UNDERSTANDING what constitutes well-being and then ensuring it can be properly measured are the keys to driving improvements in the well-being of farm livestock, according to an international group of experts who met in Australia last week.
More than 100 welfare specialists from ten countries participated in the Expert Forum on Farm Animal Well-Being, which was held in Australia for the first time.
Each year the forum, convened by animal health company, Boehringer Ingelheim, brings together veterinarians, producers, industry advocates and retailers to discuss latest insights, challenges and opportunities to improve the lives of billions of animals that supply meat, eggs and dairy products.
The focus of this year’s event was the intersection between animal well-being and international trade. The discussion centred not only on how to recognise and measure well-being, but how this relates to introducing standards in a global market where appetite and capacity for change is highly variable.
Andrew Palmer, Boehringer Ingelheim’s Australia country manager, told delegates that animal well-being enriches human well-being.
“This forum is about creating connections, stimulating discussions, and reflecting on the role that all stakeholders can play in improving animal well-being,” he said.
Speakers talked about the challenge of understanding animal well-being from the animal’s perspective, and recognising the difference between ‘wants’ and ‘needs’. Through this understanding, practitioners can then develop measures which bring objectivity to what can be an otherwise emotionally-charged discussion.

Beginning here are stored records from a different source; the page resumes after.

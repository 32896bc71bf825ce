//! Account commands: models, org info, vars and secrets

use serde_json::json;
use tokio::runtime::Runtime;

use crate::cli::{Cli, OutputFormat, SecretCommands, VarCommands};
use crate::commands::dispatch::{connect, print_json};
use crate::commands::render::{CharWidth, Renderer};
use vibecheck_core::error::Result;

pub fn models(cli: &Cli, runtime: &Runtime) -> Result<()> {
    let models = runtime.block_on(connect(cli)?.list_models())?;

    match cli.format {
        OutputFormat::Json => print_json(&models),
        OutputFormat::Human => {
            let renderer = Renderer::new(&CharWidth)?;
            let width = renderer.column_width(models.iter().map(|m| m.id.as_str()));
            for model in &models {
                let label = model.name.as_deref().or(model.provider.as_deref()).unwrap_or("");
                println!("{}", format!("{}  {}", renderer.pad(&model.id, width), label).trim_end());
            }
            Ok(())
        }
    }
}

pub fn org(cli: &Cli, runtime: &Runtime) -> Result<()> {
    let info = runtime.block_on(connect(cli)?.org_info())?;

    match cli.format {
        OutputFormat::Json => print_json(&info),
        OutputFormat::Human => {
            println!("{}", info.name);
            if let Some(credits) = info.credits_remaining {
                println!("  credits: {:.2}", credits);
            }
            if let Some(status) = &info.status {
                println!("  status: {}", status);
            }
            Ok(())
        }
    }
}

pub fn var(cli: &Cli, runtime: &Runtime, command: &VarCommands) -> Result<()> {
    let client = connect(cli)?;

    match command {
        VarCommands::List => {
            let vars = runtime.block_on(client.list_vars())?;
            match cli.format {
                OutputFormat::Json => print_json(&vars),
                OutputFormat::Human => {
                    for var in &vars {
                        println!("{}={}", var.name, var.value);
                    }
                    Ok(())
                }
            }
        }
        VarCommands::Get { name } => {
            let var = runtime.block_on(client.get_var(name))?;
            match cli.format {
                OutputFormat::Json => print_json(&var),
                OutputFormat::Human => {
                    println!("{}", var.value);
                    Ok(())
                }
            }
        }
        VarCommands::Set { name, value } => {
            runtime.block_on(client.set_var(name, value))?;
            confirm(cli, "set", "var", name)
        }
        VarCommands::Delete { name } => {
            runtime.block_on(client.delete_var(name))?;
            confirm(cli, "deleted", "var", name)
        }
    }
}

/// Secret values are write-only; listing shows names and timestamps.
pub fn secret(cli: &Cli, runtime: &Runtime, command: &SecretCommands) -> Result<()> {
    let client = connect(cli)?;

    match command {
        SecretCommands::List => {
            let secrets = runtime.block_on(client.list_secrets())?;
            match cli.format {
                OutputFormat::Json => print_json(&secrets),
                OutputFormat::Human => {
                    for secret in &secrets {
                        match secret.updated_at {
                            Some(updated) => println!(
                                "{}  {}",
                                secret.name,
                                updated.format("%Y-%m-%d %H:%M")
                            ),
                            None => println!("{}", secret.name),
                        }
                    }
                    Ok(())
                }
            }
        }
        SecretCommands::Set { name, value } => {
            runtime.block_on(client.set_secret(name, value))?;
            confirm(cli, "set", "secret", name)
        }
        SecretCommands::Delete { name } => {
            runtime.block_on(client.delete_secret(name))?;
            confirm(cli, "deleted", "secret", name)
        }
    }
}

fn confirm(cli: &Cli, action: &str, kind: &str, name: &str) -> Result<()> {
    match cli.format {
        OutputFormat::Json => print_json(&json!({ "action": action, "kind": kind, "name": name })),
        OutputFormat::Human => {
            if !cli.quiet {
                println!("{} {} {}", capitalize(action), kind, name);
            }
            Ok(())
        }
    }
}

fn capitalize(word: &str) -> String {
    let mut chars = word.chars();
    match chars.next() {
        Some(first) => first.to_uppercase().chain(chars).collect(),
        None => String::new(),
    }
}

This includes developing a holistic approach that allows industry to assess whole-of-life well-being, rather than simple ‘point-in-time’ well-being. As one speaker noted, “small moments of pleasure do not equal welfare, and small moments of pain do not equal suffering.”
Current research indicates that the way an animal responds to stimuli from human interaction to transport can vary depending on its prior experiences, so a wider lens can give a better view of well-being.
The forum heard about a range of ways to assess well-being, including a move from resource-based measures like mortality or mastitis rates to animal-based measures that look at behaviour and response.
There was also considerable discussion around the administration of analgesics during painful procedures. There was broad consensus that the cost of administering pain relief may not always be returned in production gains, although there were measurable benefits around how quickly the animal returns to feed or demonstrates normal behaviours.
There is considerable data showing that consumers say they will pay more if animals are afforded a higher level of well-being, but purchase data does not fully reflect this yet.
A key outcome of the forum was that right across the supply chain, there is a genuine will to improve well-being. There are both push and pull effects at play, with consumers contributing to demand for change in some markets, while countries with more advanced well-being practices are helping to filter down change in other markets.
One of the speakers, Dr Teresa Collins, a senior lecturer in animal welfare and ethics at Murdoch University in Perth, said industry “absolutely wants to get on-board with animal well-being.”
“We need measures that improve transparency, promote evidence-based decisions, and can be taken quickly by a stockperson caring for animals. They also need to integrate with existing reporting requirements and need to work in very different environments,” Dr Collins said.